On April 1, 2006, I wrote a detailed article on the revolutionary changes that were to occur in the concept of home entertainment by 2012 (see Part I and Part II of the article).  Now, in 2009, half of the time within the six-year span between the original article and the prediction has elapsed.  Of course, given the exponential nature of progress, much more happens within the second half of any prediction horizon relative to the first half. 

The prediction issued in 2006 was:

Video Gaming (which will no longer be called this) will become a form of entertainment so widely and deeply partaken in that it will reduce the time spent on watching network television to half of what it is (in 2006), by 2012.

The basis of the prediction was detailed in various points from the original article, which in combination would lead to the outcome of the prediction.  The progress as of 2009 around these points is as follows :

1) Video game graphics continue to improve : Note the progress of graphics at 10-year intervals starting from 1976.  Projecting the same trend, 2012 will feature many games with graphics that rival that of CGI films, which itself can be charted by comparing Pixar's 'Toy Story' from 1995 to 'Up' from 2009.  See this demonstration from the 2009 game 'Heavy Rain', which arguably exceeds the graphical quality of many CGI films from the 1990s.   

The number of polygons per square inch on the screen is a technology that is closely tied to The Impact of Computing, and can only rise steadily.  The 'uncanny valley' is a hurdle that designers and animators will take a couple of years to overcome, but overcoming this barrier is inevitable as well. 

2) Flat-screen HDTVs reach commodity prices : This has already happened, and prices will continue to drop so that by 2012, 50-inch sets with high resolution will be under $1000.  A thin television is important, as it clears the room to allow more space for the movement of the player.  A large size and high resolution are equally important, in order to create an immersive visual experience. 

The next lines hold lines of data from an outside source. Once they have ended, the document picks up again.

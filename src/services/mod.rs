// cefr-grader Core Services

pub mod tokenizer;
pub mod sentence_segmenter;
pub mod aggregation;
pub mod classifier;
pub mod lexicon;
pub mod lexicon_builder;
pub mod providers;
pub mod config_store;

pub use aggregation::{aggregate, average_weight, level_from_average};
pub use classifier::{classify, classify_request, classify_with_options, validate_text, ClassifyOptions};
pub use config_store::*;
pub use lexicon::{load_level_map, JsonFileLexicon, LevelMap, LexiconProvider, LexiconStore, StaticLexicon};
pub use lexicon_builder::{parse_classification_response, LexiconBuilder, ParseOutcome, RefreshSummary};
pub use providers::{parse_provider, ChatCompletion, ChatModel, ProviderClient, ProviderError, ProviderSpec};
pub use sentence_segmenter::{dedup_key, segment, segment_by_pattern, segment_with_mode, SegmentationMode};
pub use tokenizer::{classify_word, classify_words, clean, tokenize};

We are rapidly trending towards LED and Organic LED (OLED) technologies that will enable TVs to be less than one centimeter thick, with ultra-high resolution. 

3) Speech and motion recognition as control technologies : When the original article was written on April 1, 2006, the Nintendo Wii was not yet available in the market.  But as of June 2009, 50 million units of the Wii have sold, and many of these customers did not own any game console prior to the Wii. 

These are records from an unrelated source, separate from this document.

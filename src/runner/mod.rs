pub mod avatars;
pub mod checks;
pub mod events;
pub mod state;
pub mod suites;

use anyhow::Result;
use futures::FutureExt;
use std::panic::AssertUnwindSafe;
use std::path::PathBuf;
use std::sync::atomic::{AtomicBool, Ordering};
use std::sync::Arc;

use crate::catalog::{ScenarioCatalog, ScenarioEntry};
use crate::driver::PageConnector;
use crate::provider::{with_session, SessionProvider};
use crate::utils::Config;
use checks::SuiteRun;

pub use events::*;
pub use state::*;

/// Suites selectable from the command line
#[derive(Debug, Clone, Copy, PartialEq, Eq, clap::ValueEnum)]
pub enum SuiteKind {
    Signup,
    /// One suite per persona
    Roles,
    ComingSoon,
    Avatars,
}

impl SuiteKind {
    pub const ALL: [SuiteKind; 4] = [
        SuiteKind::Signup,
        SuiteKind::Roles,
        SuiteKind::ComingSoon,
        SuiteKind::Avatars,
    ];
}

#[derive(Debug, Clone)]
pub struct RunOptions {
    /// Empty means every suite
    pub suites: Vec<SuiteKind>,
    /// Empty means every persona in the catalog
    pub personas: Vec<String>,
    pub output_dir: PathBuf,
    /// Screenshot failed checks
    pub snapshot: bool,
    /// Score every use case with the strict policy
    pub strict: bool,
}

impl Default for RunOptions {
    fn default() -> Self {
        Self {
            suites: Vec::new(),
            personas: Vec::new(),
            output_dir: PathBuf::from("./output"),
            snapshot: false,
            strict: false,
        }
    }
}

/// A suite resolved against the catalog
#[derive(Debug, Clone, Copy)]
pub enum PlannedSuite<'c> {
    Signup,
    Persona(&'c ScenarioEntry),
    ComingSoon,
    Avatars,
}

impl PlannedSuite<'_> {
    pub fn name(&self) -> String {
        match self {
            PlannedSuite::Signup => "Signup flow".to_string(),
            PlannedSuite::Persona(entry) => format!("Role: {}", entry.name),
            PlannedSuite::ComingSoon => "Coming soon personas".to_string(),
            PlannedSuite::Avatars => "Avatar images".to_string(),
        }
    }

    async fn execute(&self, run: &mut SuiteRun<'_>) {
        match self {
            PlannedSuite::Signup => suites::signup(run).await,
            PlannedSuite::Persona(entry) => suites::persona(run, entry).await,
            PlannedSuite::ComingSoon => suites::coming_soon(run).await,
            PlannedSuite::Avatars => suites::avatars(run).await,
        }
    }
}

/// Runs suites one after another, each in its own remote session
pub struct Runner<'a> {
    config: &'a Config,
    catalog: &'a ScenarioCatalog,
    provider: &'a dyn SessionProvider,
    connector: &'a dyn PageConnector,
    emitter: &'a EventEmitter,
    options: RunOptions,
    stop: Arc<AtomicBool>,
}

impl<'a> Runner<'a> {
    pub fn new(
        config: &'a Config,
        catalog: &'a ScenarioCatalog,
        provider: &'a dyn SessionProvider,
        connector: &'a dyn PageConnector,
        emitter: &'a EventEmitter,
        options: RunOptions,
    ) -> Self {
        Self {
            config,
            catalog,
            provider,
            connector,
            emitter,
            options,
            stop: Arc::new(AtomicBool::new(false)),
        }
    }

    /// Flag checked between suites; setting it skips the remaining ones
    pub fn stop_flag(&self) -> Arc<AtomicBool> {
        self.stop.clone()
    }

    pub fn options(&self) -> &RunOptions {
        &self.options
    }

    /// Expand the selected suite kinds into concrete suites, in run order
    pub fn plan(&self) -> Result<Vec<PlannedSuite<'a>>> {
        let kinds: &[SuiteKind] = if self.options.suites.is_empty() {
            &SuiteKind::ALL
        } else {
            &self.options.suites
        };

        let mut planned = Vec::new();
        for kind in SuiteKind::ALL.iter().filter(|k| kinds.contains(k)) {
            match kind {
                SuiteKind::Signup => planned.push(PlannedSuite::Signup),
                SuiteKind::Roles => {
                    let personas = self.catalog.select(&self.options.personas)?;
                    planned.extend(personas.into_iter().map(PlannedSuite::Persona));
                }
                SuiteKind::ComingSoon => planned.push(PlannedSuite::ComingSoon),
                SuiteKind::Avatars => planned.push(PlannedSuite::Avatars),
            }
        }
        Ok(planned)
    }

    /// Run every planned suite; a failing suite never stops the others
    pub async fn run(&self) -> Result<RunState> {
        let planned = self.plan()?;
        let run_id = uuid::Uuid::new_v4().to_string();
        let mut run = RunState::new(&run_id);
        run.start();

        self.emitter.emit(RunEvent::RunStarted {
            run_id: run_id.clone(),
            suite_count: planned.len(),
        });

        for suite in &planned {
            let name = suite.name();
            let mut state = SuiteState::new(&name);

            if self.stop.load(Ordering::SeqCst) {
                state.skip("Run interrupted");
                self.emit_finished(&state);
                run.add_suite(state);
                continue;
            }

            self.emitter.emit(RunEvent::SuiteStarted {
                suite_name: name.clone(),
            });
            state.start();

            if let Err(e) = self.run_in_session(suite, &mut state).await {
                log::error!("Suite '{}' aborted: {:#}", name, e);
                state.error = Some(format!("{:#}", e));
            }

            state.finish();
            self.emit_finished(&state);
            run.add_suite(state);
        }

        run.finish();
        self.emitter.emit(RunEvent::RunFinished {
            summary: run.summary(),
        });
        Ok(run)
    }

    async fn run_in_session(&self, suite: &PlannedSuite<'a>, state: &mut SuiteState) -> Result<()> {
        let purpose = format!("chatflow-tester: {}", suite.name());
        with_session(self.provider, &purpose, |session| async move {
            log::info!("Session {} opened for '{}'", session.id, state.suite_name);
            state.session_id = Some(session.id.clone());
            self.emitter.emit(RunEvent::SessionOpened {
                suite_name: state.suite_name.clone(),
                session_id: session.id.clone(),
            });

            let page = self.connector.connect(&session.connect_url).await?;
            let mut run = SuiteRun {
                page: page.as_ref(),
                config: self.config,
                catalog: self.catalog,
                options: &self.options,
                state,
                emitter: self.emitter,
            };
            // The page is closed even when a check panics
            let outcome = AssertUnwindSafe(suite.execute(&mut run)).catch_unwind().await;

            if let Err(e) = page.close().await {
                log::warn!("Failed to close page: {:#}", e);
            }
            if let Err(panic) = outcome {
                std::panic::resume_unwind(panic);
            }
            Ok(())
        })
        .await
    }

    fn emit_finished(&self, state: &SuiteState) {
        self.emitter.emit(RunEvent::SuiteFinished {
            suite_name: state.suite_name.clone(),
            status: state.status.clone(),
            duration_ms: state.total_duration_ms,
            error: state.error.clone(),
        });
    }
}

#[cfg(test)]
mod tests {
    use super::*;
    use crate::driver::fake::{ScriptedConnector, ScriptedPage};
    use crate::provider::fake::CountingProvider;

    fn coming_soon_page() -> ScriptedPage {
        let body = ScenarioCatalog::builtin().coming_soon().join("\n");
        ScriptedPage::new().with_frames([format!("Choose your AI Employee\n{}", body)])
    }

    fn options(suites: &[SuiteKind]) -> RunOptions {
        RunOptions {
            suites: suites.to_vec(),
            ..RunOptions::default()
        }
    }

    #[test]
    fn test_plan_expands_roles_in_fixed_order() {
        let config = Config::default();
        let provider = CountingProvider::new();
        let connector = ScriptedConnector::new(ScriptedPage::new);
        let emitter = EventEmitter::default();
        let mut opts = options(&[SuiteKind::Avatars, SuiteKind::Roles]);
        opts.personas = vec!["qa engineer".into(), "Executive Assistant".into()];
        let runner = Runner::new(
            &config,
            ScenarioCatalog::builtin(),
            &provider,
            &connector,
            &emitter,
            opts,
        );

        let names: Vec<String> = runner.plan().unwrap().iter().map(|s| s.name()).collect();
        assert_eq!(
            names,
            vec!["Role: QA Engineer", "Role: Executive Assistant", "Avatar images"]
        );
    }

    #[test]
    fn test_plan_rejects_unknown_persona() {
        let config = Config::default();
        let provider = CountingProvider::new();
        let connector = ScriptedConnector::new(ScriptedPage::new);
        let emitter = EventEmitter::default();
        let mut opts = options(&[SuiteKind::Roles]);
        opts.personas = vec!["Astronaut".into()];
        let runner = Runner::new(
            &config,
            ScenarioCatalog::builtin(),
            &provider,
            &connector,
            &emitter,
            opts,
        );
        let err = runner.plan().unwrap_err();
        assert!(err.to_string().contains("Unknown persona 'Astronaut'"));
    }

    #[tokio::test]
    async fn test_suite_runs_in_one_released_session() {
        let config = Config::default();
        let provider = CountingProvider::new();
        let connector = ScriptedConnector::new(coming_soon_page);
        let emitter = EventEmitter::default();
        let runner = Runner::new(
            &config,
            ScenarioCatalog::builtin(),
            &provider,
            &connector,
            &emitter,
            options(&[SuiteKind::ComingSoon]),
        );

        let run = runner.run().await.unwrap();
        let suite = &run.suites[0];
        assert_eq!(suite.status, SuiteStatus::Passed);
        assert_eq!(suite.session_id.as_deref(), Some("session-1"));
        assert_eq!(suite.checks.len(), 2);
        assert_eq!(connector.endpoints(), vec!["ws://localhost:9222/session-1"]);
        assert_eq!(connector.closed(), vec!["ws://localhost:9222/session-1"]);
        assert_eq!(provider.destroyed(), vec!["session-1".to_string()]);
        assert!(run.summary().is_success());
    }

    fn panicking_page() -> ScriptedPage {
        coming_soon_page().panicking_on_navigate()
    }

    #[tokio::test]
    async fn test_panicking_suite_still_closes_page_and_session() {
        let config = Config::default();
        let provider = CountingProvider::new();
        let connector = ScriptedConnector::new(panicking_page);
        let emitter = EventEmitter::default();
        let runner = Runner::new(
            &config,
            ScenarioCatalog::builtin(),
            &provider,
            &connector,
            &emitter,
            options(&[SuiteKind::ComingSoon]),
        );

        let outcome = AssertUnwindSafe(runner.run()).catch_unwind().await;
        assert!(outcome.is_err());
        assert_eq!(connector.closed(), vec!["ws://localhost:9222/session-1"]);
        assert_eq!(provider.destroyed(), vec!["session-1".to_string()]);
    }

    #[tokio::test]
    async fn test_provisioning_failure_fails_suite_and_continues() {
        let config = Config::default();
        let provider = CountingProvider::failing();
        let connector = ScriptedConnector::new(coming_soon_page);
        let emitter = EventEmitter::default();
        let runner = Runner::new(
            &config,
            ScenarioCatalog::builtin(),
            &provider,
            &connector,
            &emitter,
            options(&[SuiteKind::ComingSoon, SuiteKind::Avatars]),
        );

        let run = runner.run().await.unwrap();
        assert_eq!(run.suites.len(), 2);
        for suite in &run.suites {
            assert_eq!(suite.status, SuiteStatus::Failed);
            assert!(suite.checks.is_empty());
            let error = suite.error.as_deref().unwrap();
            assert!(error.starts_with("Failed to create session"), "{}", error);
        }
        assert!(connector.endpoints().is_empty());
        assert!(provider.destroyed().is_empty());
        assert_eq!(run.summary().failed_suites, 2);
    }

    #[tokio::test]
    async fn test_connect_failure_still_releases_session() {
        let config = Config::default();
        let provider = CountingProvider::new();
        let connector = ScriptedConnector::refusing();
        let emitter = EventEmitter::default();
        let runner = Runner::new(
            &config,
            ScenarioCatalog::builtin(),
            &provider,
            &connector,
            &emitter,
            options(&[SuiteKind::Signup]),
        );

        let run = runner.run().await.unwrap();
        let suite = &run.suites[0];
        assert_eq!(suite.status, SuiteStatus::Failed);
        assert_eq!(suite.session_id.as_deref(), Some("session-1"));
        assert_eq!(provider.destroyed(), vec!["session-1".to_string()]);
    }

    #[tokio::test]
    async fn test_stop_flag_skips_remaining_suites() {
        let config = Config::default();
        let provider = CountingProvider::new();
        let connector = ScriptedConnector::new(coming_soon_page);
        let (emitter, mut rx) = EventEmitter::new();
        let runner = Runner::new(
            &config,
            ScenarioCatalog::builtin(),
            &provider,
            &connector,
            &emitter,
            options(&[SuiteKind::ComingSoon, SuiteKind::Avatars]),
        );
        runner.stop_flag().store(true, Ordering::SeqCst);

        let run = runner.run().await.unwrap();
        assert!(run
            .suites
            .iter()
            .all(|s| s.status == SuiteStatus::Skipped));
        assert_eq!(provider.created(), 0);

        let mut finished = 0;
        while let Ok(event) = rx.try_recv() {
            if let RunEvent::SuiteFinished { status, .. } = event {
                assert_eq!(status, SuiteStatus::Skipped);
                finished += 1;
            }
        }
        assert_eq!(finished, 2);
    }
}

The traditional handheld controllers are very limited in this regard, despite being used by hundreds of millions of users for three decades.  If the interaction that a user can have with a game is more natural, the game becomes more immersive to the human senses.  See this demonstration from Microsoft for their 'Project Natal' interface technology, due for release in 2010. 

Furthermore, haptic technologies have made great strides, as seen in the demonstration videos over here.  Needless to say, the possibilities are vast. 

4) More people are migrating away from television, and towards games :  Television viewership is plummeting, particularly among the under-50 audience, as projected in the original 2006 article.  Fewer and fewer television programs of any quality are being produced, as creative talent continues to leak out of television network studios.  At the same time, World of Warcraft has 11 million subscribers, and as previously mentioned, the Wii has 50 million units in circulation. 

There are only so many hours of leisure available in a day, and Internet surfing, movies, and video games are all more compelling than the ever-declining quality of television offerings.  Children have already moved away from television, and the trend will creep up the age scale.

5) Some people can earn money through games : There are an increasing number of ways where avid players can earn real money from activities within a Game.  From trading of items to selling of characters, this market is estimated at over $1 billion in 2008, and is growing. Highly skilled players already earn thousands of dollars per year this way, and with more participants joining through more advanced VR experiences described above, this will attract a group of people who are able to earn a full-time living through these VR worlds.  This will become a viable form of entrepreneurship, just like eBay and Google Ads support entrepreneurial ecosystems today. 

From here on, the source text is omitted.